Novalung is a lung support system that oxygenates the blood and is typically used to support patients with failing lungs before they’ve been removed.
“Obviously, it was a very difficult and a very challenging decision, because there were a lot of unknowns as to whether it would even be technically possible but, theoretically and physiologically, it made sense that it should work,” he said. “We were happy that we could pull it off – the first step of getting her stabilized on the devices and the second step of getting her to and through a lung transplant, which is not a small operation.”
A “night and day” change
“I was brought back up to the ICU with an empty chest cavity, except for my heart,” Melissa said.
Yet, within hours of the radical surgery, she began to improve.
No longer needing blood pressure medication, most of her organs showed signs of repair.
“The sepsis got better,” she said, and she was put back on the lung transplant wait list.
“I waited six days before receiving my perfect pair of donor lungs,” said Melissa, who describes her new lungs as “night and day” compared with her original lungs.
“I’ve never had the experience of breathing before,” she said. “I was always feeling like I was breathing through a straw.”

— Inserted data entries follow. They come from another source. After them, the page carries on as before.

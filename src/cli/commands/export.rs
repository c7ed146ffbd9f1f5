//! Export Command
//!
//! Render the report's current document as markdown, to stdout or a file.

use std::fs;
use std::path::Path;

use crate::cli::util::{build_engine, require_initialized};
use crate::types::Result;

pub fn run(report_id: &str, output: Option<&Path>) -> Result<()> {
    require_initialized()?;
    let (engine, _config) = build_engine()?;

    let markdown = engine.document(report_id)?.to_markdown();
    match output {
        Some(path) => {
            fs::write(path, &markdown)?;
            println!("✓ Wrote {}", path.display());
        }
        None => print!("{}", markdown),
    }
    Ok(())
}
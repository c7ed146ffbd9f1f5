//! Canonical Document Model
//!
//! The single ordered rich-content representation shown to the user,
//! composed of one block per section/subsection in report order. Each block
//! is a pure function of its section's heading and current text; the
//! synchronizer in `report::sync` is the only writer.

use serde::{Deserialize, Serialize};

/// One content block, corresponding to exactly one plan section
#[derive(Debug, Clone, PartialEq, Eq, Serialize, Deserialize)]
pub struct DocumentBlock {
    pub section_id: String,
    pub heading: String,
    /// Heading depth: 1 for sections, 2 for subsections
    pub level: u8,
    /// Drafted or edited prose; empty until the section is drafted
    pub body: String,
}

/// Ordered rich-content tree derived from the section set
#[derive(Debug, Clone, PartialEq, Eq, Default, Serialize, Deserialize)]
pub struct Document {
    pub blocks: Vec<DocumentBlock>,
}

impl Document {
    /// Find the block for a section, if present
    pub fn block_for(&self, section_id: &str) -> Option<&DocumentBlock> {
        self.blocks.iter().find(|b| b.section_id == section_id)
    }

    /// Render the document as markdown. Deterministic: identical block
    /// state always yields byte-identical output.
    pub fn to_markdown(&self) -> String {
        let mut out = String::new();
        for block in &self.blocks {
            let marker = "#".repeat(usize::from(block.level.clamp(1, 6)));
            out.push_str(&marker);
            out.push(' ');
            out.push_str(&block.heading);
            out.push_str("\n\n");
            if !block.body.is_empty() {
                out.push_str(&block.body);
                out.push_str("\n\n");
            }
        }
        out
    }

    pub fn is_empty(&self) -> bool {
        self.blocks.is_empty()
    }
}
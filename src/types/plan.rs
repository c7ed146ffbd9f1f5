//! Report Plan Model
//!
//! Pure data structures describing a report's section/subsection tree,
//! ordering, and photo associations. A plan is replaced wholesale on each
//! planning pass and never partially mutated in place.
//!
//! The set of photo ids assigned to a section is a computed projection of
//! `photo_context`; it is never stored as an independent field, so the two
//! views cannot diverge.

use std::collections::BTreeSet;

use serde::{Deserialize, Serialize};

use super::error::{ValidationError, ValidationKind};

/// A photo reference with the inspector's field note
#[derive(Debug, Clone, PartialEq, Eq, Serialize, Deserialize)]
pub struct PhotoNote {
    pub photo_id: String,
    pub note: String,
}

/// One section of a report plan.
///
/// `section_id` is assigned once and never changes across planning passes;
/// `report_order` is the sole ordering key within a nesting level.
#[derive(Debug, Clone, PartialEq, Serialize, Deserialize)]
pub struct ReportSection {
    pub section_id: String,
    pub title: String,
    pub report_order: u32,
    #[serde(default, skip_serializing_if = "Option::is_none")]
    pub purpose: Option<String>,
    #[serde(default)]
    pub photo_context: Vec<PhotoNote>,
    /// One nesting level only; subsections may not have subsections
    #[serde(default)]
    pub subsections: Vec<ReportSection>,
}

impl ReportSection {
    /// Derived view of the photo ids assigned to this section.
    ///
    /// Always computed from `photo_context`, never cached.
    pub fn assigned_photo_ids(&self) -> BTreeSet<&str> {
        self.photo_context
            .iter()
            .map(|p| p.photo_id.as_str())
            .collect()
    }

    /// The inputs that determine this section's draft. Two sections with
    /// equal drafting inputs produce the same draft request, so a revision
    /// that leaves them unchanged keeps the existing draft.
    pub fn drafting_inputs(&self) -> (&str, Option<&str>, &[PhotoNote]) {
        (
            self.title.as_str(),
            self.purpose.as_deref(),
            self.photo_context.as_slice(),
        )
    }

    fn validate_photo_context(&self) -> Result<(), ValidationError> {
        let mut seen = BTreeSet::new();
        for photo in &self.photo_context {
            if !seen.insert(photo.photo_id.as_str()) {
                return Err(ValidationError::new(
                    ValidationKind::DuplicatePhotoId,
                    format!(
                        "photo '{}' listed twice in section '{}'",
                        photo.photo_id, self.section_id
                    ),
                )
                .with_field(&self.section_id));
            }
        }
        Ok(())
    }
}

/// The hierarchical structure and ordering for a report, independent of
/// drafted content. Owned by a single report.
#[derive(Debug, Clone, PartialEq, Serialize, Deserialize)]
pub struct ReportPlan {
    /// Free-text rationale for the chosen structure
    pub strategy: String,
    pub sections: Vec<ReportSection>,
}

impl ReportPlan {
    /// Iterate all sections and subsections in document order:
    /// top-level sections by `report_order`, each followed by its
    /// subsections by `report_order`. Returns `(section, depth)`.
    pub fn ordered_sections(&self) -> Vec<(&ReportSection, u8)> {
        let mut top: Vec<&ReportSection> = self.sections.iter().collect();
        top.sort_by_key(|s| s.report_order);

        let mut out = Vec::new();
        for section in top {
            out.push((section, 1));
            let mut subs: Vec<&ReportSection> = section.subsections.iter().collect();
            subs.sort_by_key(|s| s.report_order);
            for sub in subs {
                out.push((sub, 2));
            }
        }
        out
    }

    /// Find a section or subsection by id
    pub fn find_section(&self, section_id: &str) -> Option<&ReportSection> {
        self.ordered_sections()
            .into_iter()
            .map(|(s, _)| s)
            .find(|s| s.section_id == section_id)
    }

    /// Total number of sections including subsections
    pub fn section_count(&self) -> usize {
        self.sections
            .iter()
            .map(|s| 1 + s.subsections.len())
            .sum()
    }

    /// Validate the plan invariants:
    /// - every `section_id` distinct across the whole tree
    /// - `report_order` unique among siblings (ties are invalid)
    /// - no duplicate photo ids within one section
    /// - at most one nesting level
    pub fn validate(&self) -> Result<(), ValidationError> {
        let mut ids = BTreeSet::new();
        Self::validate_siblings(&self.sections, &mut ids, true)?;
        Ok(())
    }

    fn validate_siblings<'a>(
        siblings: &'a [ReportSection],
        ids: &mut BTreeSet<&'a str>,
        allow_nesting: bool,
    ) -> Result<(), ValidationError> {
        let mut orders = BTreeSet::new();
        for section in siblings {
            if section.section_id.is_empty() {
                return Err(ValidationError::new(
                    ValidationKind::Schema,
                    "section with empty id",
                ));
            }
            if !ids.insert(section.section_id.as_str()) {
                return Err(ValidationError::new(
                    ValidationKind::Schema,
                    format!("duplicate section id '{}'", section.section_id),
                )
                .with_field(&section.section_id));
            }
            if !orders.insert(section.report_order) {
                return Err(ValidationError::new(
                    ValidationKind::DuplicateOrder,
                    format!(
                        "report_order {} assigned to more than one sibling",
                        section.report_order
                    ),
                )
                .with_field(&section.section_id));
            }
            section.validate_photo_context()?;

            if !section.subsections.is_empty() {
                if !allow_nesting {
                    return Err(ValidationError::new(
                        ValidationKind::Schema,
                        format!(
                            "subsection '{}' may not have subsections of its own",
                            section.section_id
                        ),
                    )
                    .with_field(&section.section_id));
                }
                Self::validate_siblings(&section.subsections, ids, false)?;
            }
        }
        Ok(())
    }
}

#[cfg(test)]
mod tests {
    use super::*;
    use proptest::prelude::*;

    fn section(id: &str, order: u32) -> ReportSection {
        ReportSection {
            section_id: id.to_string(),
            title: format!("Section {}", id),
            report_order: order,
            purpose: None,
            photo_context: vec![],
            subsections: vec![],
        }
    }

    fn plan(sections: Vec<ReportSection>) -> ReportPlan {
        ReportPlan {
            strategy: "test".to_string(),
            sections,
        }
    }

    #[test]
    fn test_valid_plan() {
        let p = plan(vec![section("a", 1), section("b", 2)]);
        assert!(p.validate().is_ok());
        assert_eq!(p.section_count(), 2);
    }

    #[test]
    fn test_duplicate_order_rejected() {
        let p = plan(vec![section("a", 1), section("b", 1)]);
        let err = p.validate().unwrap_err();
        assert_eq!(err.kind, ValidationKind::DuplicateOrder);
    }

    #[test]
    fn test_duplicate_section_id_rejected() {
        let p = plan(vec![section("a", 1), section("a", 2)]);
        let err = p.validate().unwrap_err();
        assert_eq!(err.kind, ValidationKind::Schema);
    }

    #[test]
    fn test_duplicate_photo_id_rejected() {
        let mut s = section("a", 1);
        s.photo_context = vec![
            PhotoNote {
                photo_id: "p1".to_string(),
                note: "crack".to_string(),
            },
            PhotoNote {
                photo_id: "p1".to_string(),
                note: "crack again".to_string(),
            },
        ];
        let err = plan(vec![s]).validate().unwrap_err();
        assert_eq!(err.kind, ValidationKind::DuplicatePhotoId);
    }

    #[test]
    fn test_deep_nesting_rejected() {
        let mut inner = section("c", 1);
        inner.subsections = vec![section("d", 1)];
        let mut outer = section("a", 1);
        outer.subsections = vec![inner];
        let err = plan(vec![outer]).validate().unwrap_err();
        assert_eq!(err.kind, ValidationKind::Schema);
    }

    #[test]
    fn test_ordered_sections_flattening() {
        let mut a = section("a", 2);
        a.subsections = vec![section("a2", 2), section("a1", 1)];
        let b = section("b", 1);
        let p = plan(vec![a, b]);

        let order: Vec<&str> = p
            .ordered_sections()
            .into_iter()
            .map(|(s, _)| s.section_id.as_str())
            .collect();
        assert_eq!(order, vec!["b", "a", "a1", "a2"]);
    }

    #[test]
    fn test_find_section_in_subsections() {
        let mut a = section("a", 1);
        a.subsections = vec![section("a1", 1)];
        let p = plan(vec![a]);
        assert!(p.find_section("a1").is_some());
        assert!(p.find_section("missing").is_none());
    }

    #[test]
    fn test_assigned_photo_ids_is_projection() {
        let mut s = section("a", 1);
        s.photo_context = vec![
            PhotoNote {
                photo_id: "p2".to_string(),
                note: "north wall".to_string(),
            },
            PhotoNote {
                photo_id: "p1".to_string(),
                note: "roof".to_string(),
            },
        ];
        let ids = s.assigned_photo_ids();
        assert_eq!(ids.into_iter().collect::<Vec<_>>(), vec!["p1", "p2"]);
    }

    proptest! {
        /// For any valid plan, the derived photo-id set of every section
        /// equals the set of ids in its photo_context, and report_order
        /// values are unique within the plan.
        #[test]
        fn prop_plan_invariants(
            orders in proptest::collection::btree_set(0u32..100, 1..8),
            photo_ids in proptest::collection::btree_set("[a-z]{1,6}", 0..5),
        ) {
            let sections: Vec<ReportSection> = orders
                .iter()
                .enumerate()
                .map(|(i, order)| {
                    let mut s = section(&format!("s{}", i), *order);
                    if i == 0 {
                        s.photo_context = photo_ids
                            .iter()
                            .map(|id| PhotoNote { photo_id: id.clone(), note: String::new() })
                            .collect();
                    }
                    s
                })
                .collect();
            let p = plan(sections);

            prop_assert!(p.validate().is_ok());
            let derived: BTreeSet<String> = p.sections[0]
                .assigned_photo_ids()
                .into_iter()
                .map(String::from)
                .collect();
            prop_assert_eq!(derived, photo_ids);
        }
    }
}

Cystic fibrosis will not recur in her transplanted lungs, according to her doctors, who said this is significant since many people with the disease die from infected lungs.
However, she still has the genetics of cystic fibrosis, which can affect other systems in her body, including the digestive system.
“She has a very good prognosis,” Keshavjee said. “The lungs are working well, she’s gone through rehabilitation and now she’s walking around and living a more normal life and taking her daughter to school. When you measure success of something this dramatic, I think it’s important to show that it is a success. Prolonging somebody’s life for 20 days isn’t really a meaningful thing in the long run, but really getting them back to where they’re being a mom and really doing things, that’s the more important part.”
As far as Humar is concerned, the surgery is nothing less than “a remarkable achievement and the world’s first.”
Surgery but also rehabilitation was an achievement for Melissa, who could not lift her arms, her head or even a finger after being immobile in a hospital bed for so many days.
She is thankful her physiotherapists – who brought her back so she is able to walk again – did not give up on her.
Oddly, Melissa’s worst moment came after she went home: She saw a video clip of her husband and her daughter, Olivia, 2, in the ICU.
In order to do a transplant, doctors needed Melissa to give a sign she was still alive.
“They needed to show that there was somebody in there,” she said.
“And, my daughter was sitting on the edge of my bed yelling ‘Mummy, wake up’ repeatedly, over and over again, and my husband’s there telling her ‘You tell Mummy: wake up, Mummy!’ And, I think that was the hardest part of the entire process – knowing that that had to take place,” Melissa said through tears.
In that moment, she showed she was alive by sticking out her tongue, a little movement that enabled her doctors to go forth with the radical plan.
Melissa has more medical procedures ahead and no specific plans for the future.
She’s just happy to have one.
“Things are starting to get back to normal, and it hasn’t been normal in a very long time, so it’s nice,” she said.
Her husband also feels thankful for her renewed health and is urging people to become organ donors.
“She’s here with us today, and it’s just a fantastic day,” Chris said at a news conference Wednesday. “I urge you: go on the (organ) donor’s site, and register or update your consent.”